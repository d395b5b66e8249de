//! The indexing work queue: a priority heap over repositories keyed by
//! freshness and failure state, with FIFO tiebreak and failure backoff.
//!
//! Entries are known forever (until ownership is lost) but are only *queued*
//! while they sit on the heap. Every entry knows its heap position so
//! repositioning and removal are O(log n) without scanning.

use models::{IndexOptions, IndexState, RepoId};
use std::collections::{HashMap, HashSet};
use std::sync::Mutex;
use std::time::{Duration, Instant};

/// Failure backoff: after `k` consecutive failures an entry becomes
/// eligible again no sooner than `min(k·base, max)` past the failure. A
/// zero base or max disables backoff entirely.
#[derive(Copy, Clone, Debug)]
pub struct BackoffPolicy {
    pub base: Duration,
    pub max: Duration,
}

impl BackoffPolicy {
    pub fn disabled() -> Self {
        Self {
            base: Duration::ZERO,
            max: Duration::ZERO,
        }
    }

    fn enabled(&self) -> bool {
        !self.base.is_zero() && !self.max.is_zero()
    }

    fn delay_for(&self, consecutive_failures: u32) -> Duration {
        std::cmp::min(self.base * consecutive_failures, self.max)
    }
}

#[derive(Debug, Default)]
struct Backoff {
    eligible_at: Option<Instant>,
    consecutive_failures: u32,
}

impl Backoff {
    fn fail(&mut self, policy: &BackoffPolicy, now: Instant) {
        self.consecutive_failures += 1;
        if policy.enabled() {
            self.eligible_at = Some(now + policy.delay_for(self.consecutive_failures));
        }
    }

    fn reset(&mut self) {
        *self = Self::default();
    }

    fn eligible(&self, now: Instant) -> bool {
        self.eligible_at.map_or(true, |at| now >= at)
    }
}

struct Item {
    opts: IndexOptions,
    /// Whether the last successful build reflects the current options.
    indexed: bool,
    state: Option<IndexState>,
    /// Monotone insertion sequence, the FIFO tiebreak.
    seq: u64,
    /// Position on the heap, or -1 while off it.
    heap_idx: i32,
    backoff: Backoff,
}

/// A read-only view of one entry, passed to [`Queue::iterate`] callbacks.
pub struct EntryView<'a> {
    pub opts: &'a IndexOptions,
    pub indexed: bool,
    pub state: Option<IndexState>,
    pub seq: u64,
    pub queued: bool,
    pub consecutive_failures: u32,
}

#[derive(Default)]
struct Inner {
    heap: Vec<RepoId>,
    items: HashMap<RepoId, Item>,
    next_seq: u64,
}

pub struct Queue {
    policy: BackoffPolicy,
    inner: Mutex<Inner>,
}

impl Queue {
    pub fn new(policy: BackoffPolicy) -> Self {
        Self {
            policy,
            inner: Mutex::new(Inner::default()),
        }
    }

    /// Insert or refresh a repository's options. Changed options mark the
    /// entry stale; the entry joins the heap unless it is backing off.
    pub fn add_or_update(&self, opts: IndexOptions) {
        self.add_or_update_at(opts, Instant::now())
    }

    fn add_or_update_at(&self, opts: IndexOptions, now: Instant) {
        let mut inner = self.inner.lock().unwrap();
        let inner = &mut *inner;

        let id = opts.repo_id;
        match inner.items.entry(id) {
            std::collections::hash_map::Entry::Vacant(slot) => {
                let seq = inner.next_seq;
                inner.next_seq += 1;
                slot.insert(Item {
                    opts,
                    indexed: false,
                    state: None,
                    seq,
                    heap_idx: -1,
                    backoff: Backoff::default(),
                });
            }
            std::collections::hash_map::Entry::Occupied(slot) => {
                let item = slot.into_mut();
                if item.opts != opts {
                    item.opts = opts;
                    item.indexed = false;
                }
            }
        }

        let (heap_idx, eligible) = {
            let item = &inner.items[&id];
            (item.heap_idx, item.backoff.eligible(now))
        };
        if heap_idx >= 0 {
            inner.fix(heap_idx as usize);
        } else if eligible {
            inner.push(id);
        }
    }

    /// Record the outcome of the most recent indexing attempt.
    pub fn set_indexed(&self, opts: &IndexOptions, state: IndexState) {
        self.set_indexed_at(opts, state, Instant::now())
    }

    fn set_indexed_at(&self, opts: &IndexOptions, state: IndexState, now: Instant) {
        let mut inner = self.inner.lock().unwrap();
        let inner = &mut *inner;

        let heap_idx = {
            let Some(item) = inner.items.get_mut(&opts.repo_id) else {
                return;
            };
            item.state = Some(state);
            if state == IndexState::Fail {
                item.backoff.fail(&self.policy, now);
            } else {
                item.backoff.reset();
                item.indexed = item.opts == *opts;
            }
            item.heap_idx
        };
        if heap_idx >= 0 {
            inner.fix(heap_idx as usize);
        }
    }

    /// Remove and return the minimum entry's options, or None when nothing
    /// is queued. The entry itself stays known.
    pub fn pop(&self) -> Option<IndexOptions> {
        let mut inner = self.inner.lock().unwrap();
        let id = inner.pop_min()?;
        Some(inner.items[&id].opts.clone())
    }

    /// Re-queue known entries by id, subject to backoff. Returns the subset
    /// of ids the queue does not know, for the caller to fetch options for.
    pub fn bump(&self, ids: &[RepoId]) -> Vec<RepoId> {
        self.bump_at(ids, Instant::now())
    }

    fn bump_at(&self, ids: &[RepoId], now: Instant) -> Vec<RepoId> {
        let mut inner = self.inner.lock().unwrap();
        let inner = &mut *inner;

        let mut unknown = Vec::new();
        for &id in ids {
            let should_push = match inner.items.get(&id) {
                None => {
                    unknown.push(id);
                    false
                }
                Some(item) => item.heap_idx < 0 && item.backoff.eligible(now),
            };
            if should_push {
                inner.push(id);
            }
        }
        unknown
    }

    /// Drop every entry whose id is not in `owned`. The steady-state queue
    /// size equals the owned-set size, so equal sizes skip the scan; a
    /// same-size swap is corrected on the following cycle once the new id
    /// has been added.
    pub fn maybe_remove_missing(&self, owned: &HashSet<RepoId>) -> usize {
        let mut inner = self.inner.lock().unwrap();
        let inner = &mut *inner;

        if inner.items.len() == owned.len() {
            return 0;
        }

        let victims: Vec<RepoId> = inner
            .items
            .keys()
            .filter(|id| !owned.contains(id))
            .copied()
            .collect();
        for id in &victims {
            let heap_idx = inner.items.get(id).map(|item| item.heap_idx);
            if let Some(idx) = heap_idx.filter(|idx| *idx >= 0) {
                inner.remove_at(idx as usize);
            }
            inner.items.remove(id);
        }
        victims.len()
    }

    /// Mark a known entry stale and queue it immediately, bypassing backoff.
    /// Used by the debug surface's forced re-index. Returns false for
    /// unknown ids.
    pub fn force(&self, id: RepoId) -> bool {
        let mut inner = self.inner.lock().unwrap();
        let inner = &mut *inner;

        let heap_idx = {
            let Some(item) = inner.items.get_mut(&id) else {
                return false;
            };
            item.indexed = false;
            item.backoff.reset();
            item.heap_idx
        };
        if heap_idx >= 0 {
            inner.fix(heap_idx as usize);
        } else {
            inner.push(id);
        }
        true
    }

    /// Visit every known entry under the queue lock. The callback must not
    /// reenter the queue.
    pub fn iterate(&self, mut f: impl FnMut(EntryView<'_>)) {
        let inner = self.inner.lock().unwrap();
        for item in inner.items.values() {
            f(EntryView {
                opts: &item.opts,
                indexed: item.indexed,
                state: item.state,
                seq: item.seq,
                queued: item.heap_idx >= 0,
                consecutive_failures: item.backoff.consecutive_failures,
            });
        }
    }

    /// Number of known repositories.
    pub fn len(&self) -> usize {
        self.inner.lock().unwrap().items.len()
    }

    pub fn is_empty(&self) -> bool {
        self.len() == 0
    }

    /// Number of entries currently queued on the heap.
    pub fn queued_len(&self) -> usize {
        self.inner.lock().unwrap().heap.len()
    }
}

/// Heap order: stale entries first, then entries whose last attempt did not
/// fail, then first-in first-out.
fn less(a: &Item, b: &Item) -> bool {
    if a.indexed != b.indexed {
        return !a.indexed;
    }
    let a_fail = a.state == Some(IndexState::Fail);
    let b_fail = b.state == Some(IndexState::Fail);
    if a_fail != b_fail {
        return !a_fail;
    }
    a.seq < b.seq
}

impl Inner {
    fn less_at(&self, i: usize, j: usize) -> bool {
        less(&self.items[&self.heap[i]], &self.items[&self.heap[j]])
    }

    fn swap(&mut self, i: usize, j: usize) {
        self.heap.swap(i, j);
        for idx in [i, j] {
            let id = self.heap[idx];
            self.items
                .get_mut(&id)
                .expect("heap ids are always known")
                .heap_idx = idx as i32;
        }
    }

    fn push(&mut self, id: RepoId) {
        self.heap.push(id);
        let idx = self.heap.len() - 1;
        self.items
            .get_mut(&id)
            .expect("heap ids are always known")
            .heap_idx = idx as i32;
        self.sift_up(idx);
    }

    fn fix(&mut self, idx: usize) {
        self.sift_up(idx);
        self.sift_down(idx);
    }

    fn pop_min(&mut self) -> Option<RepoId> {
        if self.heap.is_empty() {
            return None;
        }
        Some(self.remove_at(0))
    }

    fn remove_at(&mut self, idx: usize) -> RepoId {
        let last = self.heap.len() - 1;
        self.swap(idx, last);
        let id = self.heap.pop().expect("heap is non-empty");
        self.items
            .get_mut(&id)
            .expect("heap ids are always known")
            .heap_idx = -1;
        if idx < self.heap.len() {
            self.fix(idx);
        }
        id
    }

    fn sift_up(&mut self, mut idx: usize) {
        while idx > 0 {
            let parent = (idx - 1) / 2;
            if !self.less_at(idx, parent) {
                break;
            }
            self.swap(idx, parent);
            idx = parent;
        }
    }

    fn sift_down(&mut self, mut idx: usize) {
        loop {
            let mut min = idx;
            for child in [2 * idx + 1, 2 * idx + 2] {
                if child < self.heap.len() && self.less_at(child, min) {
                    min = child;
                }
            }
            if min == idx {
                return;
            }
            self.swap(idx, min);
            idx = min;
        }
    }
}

════

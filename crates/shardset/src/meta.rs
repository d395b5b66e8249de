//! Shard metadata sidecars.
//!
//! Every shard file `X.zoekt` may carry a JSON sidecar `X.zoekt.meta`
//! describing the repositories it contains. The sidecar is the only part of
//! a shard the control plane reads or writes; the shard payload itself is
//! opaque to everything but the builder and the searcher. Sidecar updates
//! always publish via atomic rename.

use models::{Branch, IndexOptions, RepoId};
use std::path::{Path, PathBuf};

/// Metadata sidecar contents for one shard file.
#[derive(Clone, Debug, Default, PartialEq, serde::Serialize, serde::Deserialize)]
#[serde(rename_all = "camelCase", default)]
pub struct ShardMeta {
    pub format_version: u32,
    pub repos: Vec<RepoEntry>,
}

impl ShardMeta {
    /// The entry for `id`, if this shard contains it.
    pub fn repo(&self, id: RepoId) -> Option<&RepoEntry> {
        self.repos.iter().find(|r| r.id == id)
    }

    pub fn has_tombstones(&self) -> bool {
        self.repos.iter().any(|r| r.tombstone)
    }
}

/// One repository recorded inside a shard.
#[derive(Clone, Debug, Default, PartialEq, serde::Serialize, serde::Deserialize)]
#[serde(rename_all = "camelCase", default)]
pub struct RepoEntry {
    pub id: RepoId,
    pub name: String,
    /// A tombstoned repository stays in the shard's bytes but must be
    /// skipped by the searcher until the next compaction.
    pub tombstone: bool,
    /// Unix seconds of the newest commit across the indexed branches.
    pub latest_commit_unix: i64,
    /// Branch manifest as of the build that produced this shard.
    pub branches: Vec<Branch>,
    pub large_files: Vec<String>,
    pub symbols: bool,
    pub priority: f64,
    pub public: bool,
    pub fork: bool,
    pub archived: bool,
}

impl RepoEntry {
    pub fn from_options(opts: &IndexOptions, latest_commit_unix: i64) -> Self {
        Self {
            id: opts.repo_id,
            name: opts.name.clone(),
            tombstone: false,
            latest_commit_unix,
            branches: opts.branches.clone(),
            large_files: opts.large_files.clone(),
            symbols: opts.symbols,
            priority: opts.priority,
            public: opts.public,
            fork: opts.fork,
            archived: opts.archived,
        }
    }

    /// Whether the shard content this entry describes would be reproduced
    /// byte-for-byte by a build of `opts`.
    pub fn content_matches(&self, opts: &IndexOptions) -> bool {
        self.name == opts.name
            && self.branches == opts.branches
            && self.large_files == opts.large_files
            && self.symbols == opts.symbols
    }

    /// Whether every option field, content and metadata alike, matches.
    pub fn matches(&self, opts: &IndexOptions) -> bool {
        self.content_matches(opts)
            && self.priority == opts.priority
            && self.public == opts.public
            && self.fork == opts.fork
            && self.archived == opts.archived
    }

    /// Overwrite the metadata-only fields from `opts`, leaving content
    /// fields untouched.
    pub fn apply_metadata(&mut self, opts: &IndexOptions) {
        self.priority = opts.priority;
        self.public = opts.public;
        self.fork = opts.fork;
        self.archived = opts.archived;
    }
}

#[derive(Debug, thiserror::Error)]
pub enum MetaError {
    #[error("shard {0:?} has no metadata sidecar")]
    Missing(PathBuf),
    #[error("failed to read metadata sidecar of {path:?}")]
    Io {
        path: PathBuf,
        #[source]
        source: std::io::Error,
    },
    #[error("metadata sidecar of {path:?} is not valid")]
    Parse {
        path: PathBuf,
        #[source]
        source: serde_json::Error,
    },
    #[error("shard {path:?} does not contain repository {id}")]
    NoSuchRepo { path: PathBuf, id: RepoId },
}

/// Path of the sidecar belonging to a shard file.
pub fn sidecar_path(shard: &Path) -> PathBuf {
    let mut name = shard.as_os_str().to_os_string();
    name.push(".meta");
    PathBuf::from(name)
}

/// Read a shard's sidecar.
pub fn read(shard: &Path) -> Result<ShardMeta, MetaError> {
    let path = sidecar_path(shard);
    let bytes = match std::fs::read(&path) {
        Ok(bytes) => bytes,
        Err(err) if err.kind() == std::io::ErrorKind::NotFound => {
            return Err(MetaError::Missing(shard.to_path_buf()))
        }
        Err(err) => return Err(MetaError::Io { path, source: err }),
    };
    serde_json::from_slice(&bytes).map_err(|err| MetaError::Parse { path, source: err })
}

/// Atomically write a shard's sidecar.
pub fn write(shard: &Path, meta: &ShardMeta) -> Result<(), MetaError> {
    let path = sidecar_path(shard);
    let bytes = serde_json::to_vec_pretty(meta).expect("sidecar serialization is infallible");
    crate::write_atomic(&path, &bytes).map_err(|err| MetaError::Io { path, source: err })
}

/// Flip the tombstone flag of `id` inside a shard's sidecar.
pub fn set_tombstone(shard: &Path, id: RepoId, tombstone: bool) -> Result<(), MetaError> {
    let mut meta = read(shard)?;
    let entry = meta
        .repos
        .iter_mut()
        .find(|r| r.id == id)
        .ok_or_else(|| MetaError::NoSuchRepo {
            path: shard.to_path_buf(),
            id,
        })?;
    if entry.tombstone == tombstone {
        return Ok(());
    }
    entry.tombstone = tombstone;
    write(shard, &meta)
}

════

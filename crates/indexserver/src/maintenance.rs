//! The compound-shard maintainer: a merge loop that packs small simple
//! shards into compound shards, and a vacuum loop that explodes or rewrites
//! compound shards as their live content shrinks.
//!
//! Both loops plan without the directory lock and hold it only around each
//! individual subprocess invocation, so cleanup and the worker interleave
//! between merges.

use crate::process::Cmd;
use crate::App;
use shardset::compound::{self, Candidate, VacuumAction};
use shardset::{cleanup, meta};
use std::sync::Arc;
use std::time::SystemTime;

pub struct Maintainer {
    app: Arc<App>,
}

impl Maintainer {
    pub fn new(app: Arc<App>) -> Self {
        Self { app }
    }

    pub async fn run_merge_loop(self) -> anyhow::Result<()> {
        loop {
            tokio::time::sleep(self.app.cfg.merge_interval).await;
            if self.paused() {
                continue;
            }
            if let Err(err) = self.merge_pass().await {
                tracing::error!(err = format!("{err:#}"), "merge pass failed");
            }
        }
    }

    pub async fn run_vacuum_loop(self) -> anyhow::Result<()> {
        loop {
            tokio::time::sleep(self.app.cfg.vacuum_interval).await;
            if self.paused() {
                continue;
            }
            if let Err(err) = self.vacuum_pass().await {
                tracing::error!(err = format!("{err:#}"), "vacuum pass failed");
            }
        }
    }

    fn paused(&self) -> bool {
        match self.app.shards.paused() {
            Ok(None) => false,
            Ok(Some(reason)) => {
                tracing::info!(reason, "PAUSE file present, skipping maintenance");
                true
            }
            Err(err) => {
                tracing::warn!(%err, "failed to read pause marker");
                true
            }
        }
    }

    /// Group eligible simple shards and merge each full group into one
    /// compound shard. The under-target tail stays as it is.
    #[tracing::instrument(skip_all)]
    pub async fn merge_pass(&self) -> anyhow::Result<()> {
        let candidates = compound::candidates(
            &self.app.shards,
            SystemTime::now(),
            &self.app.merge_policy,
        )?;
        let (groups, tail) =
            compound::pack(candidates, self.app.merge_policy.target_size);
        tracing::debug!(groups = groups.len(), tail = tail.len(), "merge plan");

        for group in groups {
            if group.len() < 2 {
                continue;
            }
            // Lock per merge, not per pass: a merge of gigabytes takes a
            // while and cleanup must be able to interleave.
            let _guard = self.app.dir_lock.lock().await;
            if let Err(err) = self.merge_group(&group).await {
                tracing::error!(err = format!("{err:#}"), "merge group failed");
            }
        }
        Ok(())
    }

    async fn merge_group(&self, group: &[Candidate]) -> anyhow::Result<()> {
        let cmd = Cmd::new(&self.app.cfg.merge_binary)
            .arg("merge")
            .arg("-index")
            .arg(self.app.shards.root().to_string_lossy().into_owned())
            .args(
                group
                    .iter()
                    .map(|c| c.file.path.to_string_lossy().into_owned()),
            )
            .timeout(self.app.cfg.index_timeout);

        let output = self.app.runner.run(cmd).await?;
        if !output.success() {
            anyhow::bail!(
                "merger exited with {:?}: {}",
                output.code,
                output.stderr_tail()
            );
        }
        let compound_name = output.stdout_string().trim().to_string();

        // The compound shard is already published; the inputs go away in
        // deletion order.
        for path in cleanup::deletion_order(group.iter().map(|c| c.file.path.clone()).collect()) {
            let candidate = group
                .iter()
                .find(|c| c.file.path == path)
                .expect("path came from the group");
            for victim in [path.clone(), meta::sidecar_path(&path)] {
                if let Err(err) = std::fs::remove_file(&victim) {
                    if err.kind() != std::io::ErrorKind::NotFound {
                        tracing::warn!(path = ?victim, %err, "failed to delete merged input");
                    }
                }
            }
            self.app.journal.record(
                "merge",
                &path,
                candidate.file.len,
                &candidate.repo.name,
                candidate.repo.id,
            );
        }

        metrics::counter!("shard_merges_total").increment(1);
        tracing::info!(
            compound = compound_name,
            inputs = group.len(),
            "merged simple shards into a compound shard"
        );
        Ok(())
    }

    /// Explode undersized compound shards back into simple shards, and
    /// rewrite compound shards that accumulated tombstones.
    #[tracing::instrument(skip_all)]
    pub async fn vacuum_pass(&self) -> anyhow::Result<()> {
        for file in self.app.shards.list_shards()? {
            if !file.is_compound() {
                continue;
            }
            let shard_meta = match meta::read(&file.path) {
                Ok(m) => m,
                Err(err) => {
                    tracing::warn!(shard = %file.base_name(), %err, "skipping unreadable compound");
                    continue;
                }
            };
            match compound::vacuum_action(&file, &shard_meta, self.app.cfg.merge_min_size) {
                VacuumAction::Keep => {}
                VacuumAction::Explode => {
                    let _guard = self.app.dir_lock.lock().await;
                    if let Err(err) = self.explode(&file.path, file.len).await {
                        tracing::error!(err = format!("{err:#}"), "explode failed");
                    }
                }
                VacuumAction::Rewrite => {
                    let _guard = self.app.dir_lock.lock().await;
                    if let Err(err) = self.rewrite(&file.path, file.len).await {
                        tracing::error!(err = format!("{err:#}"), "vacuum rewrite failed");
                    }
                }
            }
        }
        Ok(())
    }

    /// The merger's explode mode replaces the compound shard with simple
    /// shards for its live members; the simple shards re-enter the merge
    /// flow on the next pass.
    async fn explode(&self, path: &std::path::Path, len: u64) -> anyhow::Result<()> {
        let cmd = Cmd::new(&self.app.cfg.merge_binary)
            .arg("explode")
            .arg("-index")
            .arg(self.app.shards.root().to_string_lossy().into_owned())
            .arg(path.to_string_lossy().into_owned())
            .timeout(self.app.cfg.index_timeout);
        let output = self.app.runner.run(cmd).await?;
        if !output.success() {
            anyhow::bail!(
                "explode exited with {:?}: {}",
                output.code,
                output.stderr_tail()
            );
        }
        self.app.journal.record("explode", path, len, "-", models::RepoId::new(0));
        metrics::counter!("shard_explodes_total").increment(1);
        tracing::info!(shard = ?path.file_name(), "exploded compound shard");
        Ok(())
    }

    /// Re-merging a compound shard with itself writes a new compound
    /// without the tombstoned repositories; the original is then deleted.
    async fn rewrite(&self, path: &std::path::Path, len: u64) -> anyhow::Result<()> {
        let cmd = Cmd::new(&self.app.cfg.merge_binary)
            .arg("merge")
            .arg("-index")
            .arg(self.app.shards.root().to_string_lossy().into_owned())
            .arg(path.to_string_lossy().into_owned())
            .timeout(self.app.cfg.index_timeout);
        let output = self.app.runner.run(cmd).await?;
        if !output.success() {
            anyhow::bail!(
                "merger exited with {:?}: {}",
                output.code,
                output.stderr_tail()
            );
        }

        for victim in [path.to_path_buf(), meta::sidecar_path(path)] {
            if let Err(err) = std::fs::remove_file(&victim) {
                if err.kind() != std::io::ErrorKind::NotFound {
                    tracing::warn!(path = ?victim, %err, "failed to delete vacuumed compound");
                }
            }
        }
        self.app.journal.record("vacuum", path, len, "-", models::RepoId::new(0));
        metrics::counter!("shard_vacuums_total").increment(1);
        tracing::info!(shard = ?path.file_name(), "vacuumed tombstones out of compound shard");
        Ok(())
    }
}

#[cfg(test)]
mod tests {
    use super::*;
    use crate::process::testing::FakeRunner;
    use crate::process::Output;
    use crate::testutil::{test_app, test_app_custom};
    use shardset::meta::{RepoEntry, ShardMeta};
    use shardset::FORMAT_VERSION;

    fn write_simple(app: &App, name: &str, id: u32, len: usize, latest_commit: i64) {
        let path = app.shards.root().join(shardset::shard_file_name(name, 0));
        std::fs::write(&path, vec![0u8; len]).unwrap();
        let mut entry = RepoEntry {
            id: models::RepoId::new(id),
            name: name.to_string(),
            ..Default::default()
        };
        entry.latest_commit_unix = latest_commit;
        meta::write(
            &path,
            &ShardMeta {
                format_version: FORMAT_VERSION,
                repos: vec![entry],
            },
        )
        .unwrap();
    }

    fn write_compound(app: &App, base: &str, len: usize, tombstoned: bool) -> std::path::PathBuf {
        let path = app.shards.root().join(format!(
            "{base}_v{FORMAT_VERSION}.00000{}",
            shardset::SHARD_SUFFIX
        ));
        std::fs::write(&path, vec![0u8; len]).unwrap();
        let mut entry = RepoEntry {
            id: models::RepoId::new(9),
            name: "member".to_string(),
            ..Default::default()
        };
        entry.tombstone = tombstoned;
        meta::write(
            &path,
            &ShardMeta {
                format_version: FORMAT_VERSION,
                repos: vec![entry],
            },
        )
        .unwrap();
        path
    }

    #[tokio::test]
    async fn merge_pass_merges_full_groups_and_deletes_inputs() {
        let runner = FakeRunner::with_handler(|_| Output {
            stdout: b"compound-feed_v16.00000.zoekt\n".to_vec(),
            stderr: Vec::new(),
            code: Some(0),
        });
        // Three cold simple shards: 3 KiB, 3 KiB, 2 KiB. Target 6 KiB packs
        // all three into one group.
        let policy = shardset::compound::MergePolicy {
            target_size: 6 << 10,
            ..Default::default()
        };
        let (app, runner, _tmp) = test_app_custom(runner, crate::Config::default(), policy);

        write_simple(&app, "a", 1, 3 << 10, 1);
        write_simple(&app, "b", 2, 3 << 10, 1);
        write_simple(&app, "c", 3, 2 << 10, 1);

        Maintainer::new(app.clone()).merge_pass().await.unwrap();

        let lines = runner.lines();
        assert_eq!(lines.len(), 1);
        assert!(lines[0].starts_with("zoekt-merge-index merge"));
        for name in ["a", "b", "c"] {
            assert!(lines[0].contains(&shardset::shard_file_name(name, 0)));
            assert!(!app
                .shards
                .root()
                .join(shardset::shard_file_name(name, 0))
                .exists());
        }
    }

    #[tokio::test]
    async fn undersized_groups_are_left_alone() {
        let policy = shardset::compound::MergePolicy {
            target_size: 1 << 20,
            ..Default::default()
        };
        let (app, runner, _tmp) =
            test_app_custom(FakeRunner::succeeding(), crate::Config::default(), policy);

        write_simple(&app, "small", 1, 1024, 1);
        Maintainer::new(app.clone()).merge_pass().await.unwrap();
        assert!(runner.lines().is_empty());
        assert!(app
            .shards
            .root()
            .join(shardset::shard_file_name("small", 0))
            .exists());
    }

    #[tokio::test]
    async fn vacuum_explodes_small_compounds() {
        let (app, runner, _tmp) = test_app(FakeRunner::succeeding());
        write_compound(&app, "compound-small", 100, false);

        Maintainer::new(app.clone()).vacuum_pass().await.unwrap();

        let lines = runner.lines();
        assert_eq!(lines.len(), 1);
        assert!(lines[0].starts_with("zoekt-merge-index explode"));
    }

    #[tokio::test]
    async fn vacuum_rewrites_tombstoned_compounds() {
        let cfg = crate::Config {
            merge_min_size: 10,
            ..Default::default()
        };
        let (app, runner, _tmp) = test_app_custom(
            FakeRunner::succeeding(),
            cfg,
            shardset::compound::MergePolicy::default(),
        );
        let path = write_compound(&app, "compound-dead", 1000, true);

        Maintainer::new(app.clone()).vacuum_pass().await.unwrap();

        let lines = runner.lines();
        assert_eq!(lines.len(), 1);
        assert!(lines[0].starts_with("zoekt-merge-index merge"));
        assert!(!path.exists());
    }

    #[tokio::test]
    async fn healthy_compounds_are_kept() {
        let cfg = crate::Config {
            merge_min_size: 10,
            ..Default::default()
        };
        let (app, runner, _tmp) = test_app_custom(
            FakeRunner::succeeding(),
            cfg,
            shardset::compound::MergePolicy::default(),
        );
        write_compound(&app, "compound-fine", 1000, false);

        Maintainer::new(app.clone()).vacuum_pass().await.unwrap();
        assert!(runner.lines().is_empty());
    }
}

════

■ **About this task**
From the records above, return each line that includes "itself".

■ **Task response**
    /// is queued. The entry itself stays known.
//! a shard the control plane reads or writes; the shard payload itself is
    /// Re-merging a compound shard with itself writes a new compound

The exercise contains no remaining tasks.